# Getting Started

This is a Jupyter notebook which makes use of the file extension `.ipynb`. **Jupyter Notebooks** are interactive environments for REPL (Read-Evaluate-Print-Loop) instruction sets that allow work to be shared among colleagues consistently, reproducibly, and in real-time sessions, eg. The code blocks may be saved with their respective outputs **OR** The code blocks may be altered in future sessions.

## Accessing Jupyter Notebooks

To access the `.ipynb` file-type, there are a few common options which we'll explore:
- Jupyter Server
- VSCode's Jupyter Package

One potential benefit associated with the overhead of hosting a Jupyter Server is that it allows multiple team members to access and edit the notebook simultaneously in a shared session. This technique is commonly employed to streamline Big Data operations among Titans of Industry. For more information, check out the list of current users on the __[Official Site](https://jupyter.org/)__.

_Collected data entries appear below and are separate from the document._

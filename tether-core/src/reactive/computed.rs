//! Computed Values
//!
//! A computed value is a lazily evaluated, cached derivation over other
//! reactive values.
//!
//! # How Computed Values Work
//!
//! 1. Nothing runs at construction. The first read evaluates the
//!    expression inside a capture window and caches the result.
//!
//! 2. Each evaluation subscribes to the raw set events of every property it
//!    read. Subscriptions from the previous evaluation are released first,
//!    so a computed only listens to what its latest evaluation read.
//!
//! 3. A write to any dependency clears the cache and emits a set event for
//!    the computed's own property, so downstream computed values and
//!    reactions see the change too.
//!
//! 4. The next read re-evaluates. Values never read again never recompute.
//!
//! # Lifetime
//!
//! Subscriptions are scoped by the lifetime given at construction. Once it
//! terminates, the computed stops listening: a cached value stays cached
//! forever, and an uncached one evaluates on each read without caching.

use std::fmt;
use std::sync::atomic::{AtomicBool, AtomicUsize, Ordering};
use std::sync::{Arc, Weak};

use parking_lot::Mutex;

use super::runtime::Runtime;
use super::subscriber::Handler;
use crate::error::{ReactiveError, Result};
use crate::lifetime::{Lifetime, Lifetimed, SequentialLifetimes};
use crate::observer::{
    get_expression_dependencies, PropertyGetObserver, PropertyId, PropertySetEmitter,
    PropertySetObserver,
};

/// A cached evaluation result.
#[derive(Debug, Clone, PartialEq, Eq)]
pub struct CachedResult<T> {
    value: T,
}

impl<T> CachedResult<T> {
    pub fn new(value: T) -> Self {
        Self { value }
    }

    pub fn value(&self) -> &T {
        &self.value
    }

    pub fn into_value(self) -> T {
        self.value
    }
}

struct ComputedInner<T> {
    id: PropertyId,
    runtime: Runtime,
    lifetime: Lifetime,
    expression: Box<dyn Fn() -> T + Send + Sync>,
    /// Subscriptions of the latest evaluation.
    evaluations: SequentialLifetimes,
    cache: Mutex<Option<CachedResult<T>>>,
    evaluating: AtomicBool,
    evaluation_count: AtomicUsize,
}

impl<T> ComputedInner<T> {
    fn invalidate(&self) {
        let cleared = self.cache.lock().take().is_some();
        if cleared {
            tracing::trace!(property = %self.id, "computed invalidated");
            let runtime = &self.runtime;
            runtime
                .set_emitter()
                .batch(|| runtime.set_observer().emit_set_value(self.id));
        }
    }
}

impl<T> Drop for ComputedInner<T> {
    fn drop(&mut self) {
        self.evaluations.terminate_current();
    }
}

/// Resets the re-entrancy flag even if the expression panics.
struct EvaluationGuard<'a>(&'a AtomicBool);

impl Drop for EvaluationGuard<'_> {
    fn drop(&mut self) {
        self.0.store(false, Ordering::SeqCst);
    }
}

/// A lazily evaluated, cached derived value.
///
/// Cloning a `Computed` creates another handle to the **same** cache.
///
/// # Example
///
/// ```rust
/// use tether_core::lifetime::Lifetime;
/// use tether_core::reactive::Runtime;
///
/// let runtime = Runtime::new();
/// let lifetime = Lifetime::new();
/// let count = runtime.observable(2);
///
/// let source = count.clone();
/// let doubled = runtime.computed(&lifetime, move || source.get() * 2);
/// assert_eq!(doubled.get(), 4);
///
/// count.set(5);
/// assert_eq!(doubled.get(), 10);
/// ```
pub struct Computed<T> {
    inner: Arc<ComputedInner<T>>,
}

impl<T> Computed<T>
where
    T: Clone + Send + Sync + 'static,
{
    /// Create a computed value on the global runtime.
    pub fn new<F>(lifetime: &Lifetime, expression: F) -> Self
    where
        F: Fn() -> T + Send + Sync + 'static,
    {
        Self::with_runtime(Runtime::global(), lifetime, expression)
    }

    /// Create a computed value. The expression does not run until the first
    /// read.
    pub fn with_runtime<F>(runtime: &Runtime, lifetime: &Lifetime, expression: F) -> Self
    where
        F: Fn() -> T + Send + Sync + 'static,
    {
        Self {
            inner: Arc::new(ComputedInner {
                id: PropertyId::new(),
                runtime: runtime.clone(),
                lifetime: lifetime.clone(),
                expression: Box::new(expression),
                evaluations: SequentialLifetimes::new(lifetime),
                cache: Mutex::new(None),
                evaluating: AtomicBool::new(false),
                evaluation_count: AtomicUsize::new(0),
            }),
        }
    }

    pub fn id(&self) -> PropertyId {
        self.inner.id
    }

    /// Get the value, evaluating if the cache is empty. Panics if the
    /// expression reads this computed value.
    pub fn get(&self) -> T {
        match self.try_get() {
            Ok(value) => value,
            Err(err) => panic!("{err}"),
        }
    }

    /// Get the value, evaluating if the cache is empty.
    ///
    /// The read itself is emitted first, so an enclosing capture records
    /// this computed value as a dependency whether or not it was cached.
    pub fn try_get(&self) -> Result<T> {
        let inner = &self.inner;
        inner.runtime.get_observer().emit_get_value(inner.id);

        if let Some(cached) = inner.cache.lock().as_ref() {
            return Ok(cached.value().clone());
        }

        if inner.evaluating.swap(true, Ordering::SeqCst) {
            return Err(ReactiveError::CyclicComputed { property: inner.id });
        }
        let _guard = EvaluationGuard(&inner.evaluating);

        let (dependencies, value) =
            get_expression_dependencies(inner.runtime.get_observer(), || (inner.expression)());
        let run = inner.evaluation_count.fetch_add(1, Ordering::Relaxed) + 1;
        tracing::trace!(
            property = %inner.id,
            run,
            dependencies = dependencies.len(),
            "computed evaluated"
        );

        let evaluation = inner.evaluations.next();
        if evaluation.is_terminated() {
            return Ok(value);
        }

        let handler = Self::invalidation_handler(Arc::downgrade(&self.inner));
        for property in dependencies {
            inner
                .runtime
                .set_observer()
                .on_set_value(&evaluation, property, handler.clone());
        }
        *inner.cache.lock() = Some(CachedResult::new(value.clone()));
        Ok(value)
    }

    fn invalidation_handler(weak: Weak<ComputedInner<T>>) -> Handler {
        Handler::new(move || {
            if let Some(inner) = weak.upgrade() {
                inner.invalidate();
            }
        })
    }

    /// Drop the cached value, notifying dependents if there was one.
    pub fn invalidate(&self) {
        self.inner.invalidate();
    }

    pub fn is_cached(&self) -> bool {
        self.inner.cache.lock().is_some()
    }

    /// The cached result, without evaluating or recording the read.
    pub fn cached(&self) -> Option<CachedResult<T>> {
        self.inner.cache.lock().clone()
    }

    /// How many times the expression has run.
    pub fn evaluation_count(&self) -> usize {
        self.inner.evaluation_count.load(Ordering::Relaxed)
    }
}

/// Create a computed value on the global runtime.
pub fn computed<T, F>(lifetime: &Lifetime, expression: F) -> Computed<T>
where
    T: Clone + Send + Sync + 'static,
    F: Fn() -> T + Send + Sync + 'static,
{
    Computed::new(lifetime, expression)
}

impl<T> Lifetimed for Computed<T> {
    fn lifetime(&self) -> &Lifetime {
        &self.inner.lifetime
    }
}

impl<T> Clone for Computed<T> {
    fn clone(&self) -> Self {
        Self {
            inner: Arc::clone(&self.inner),
        }
    }
}

impl<T: fmt::Debug> fmt::Debug for Computed<T> {
    fn fmt(&self, f: &mut fmt::Formatter<'_>) -> fmt::Result {
        f.debug_struct("Computed")
            .field("id", &self.inner.id)
            .field("cache", &*self.inner.cache.lock())
            .field("evaluation_count", &self.inner.evaluation_count.load(Ordering::Relaxed))
            .finish()
    }
}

The listed enterprise users include the following:
- Microsoft
- Google
- Oracle
- IBM
- NASA
- Bloomberg

Microsoft is notorious for __[*"eating their own dog food"*](https://en.wikipedia.org/wiki/Eating_your_own_dog_food)__ and they've found uses for Jupyter notebooks in their operations!

## Blocks

Each Jupyter notebook consists of units called "blocks." A **block** may either be a ***markdown block*** for storing text or a ***code block*** for storing code written in various interactive programming languages including: python, R, and Julia.

<!-- NOTE: There's actually a lot of supported REPL languages -->

Upon running a block the formatted text will be rendered or the code will be evaluated and relevant output printed. Otherwise, code blocks will likely print the output of the last statement if it is not a variable assignment.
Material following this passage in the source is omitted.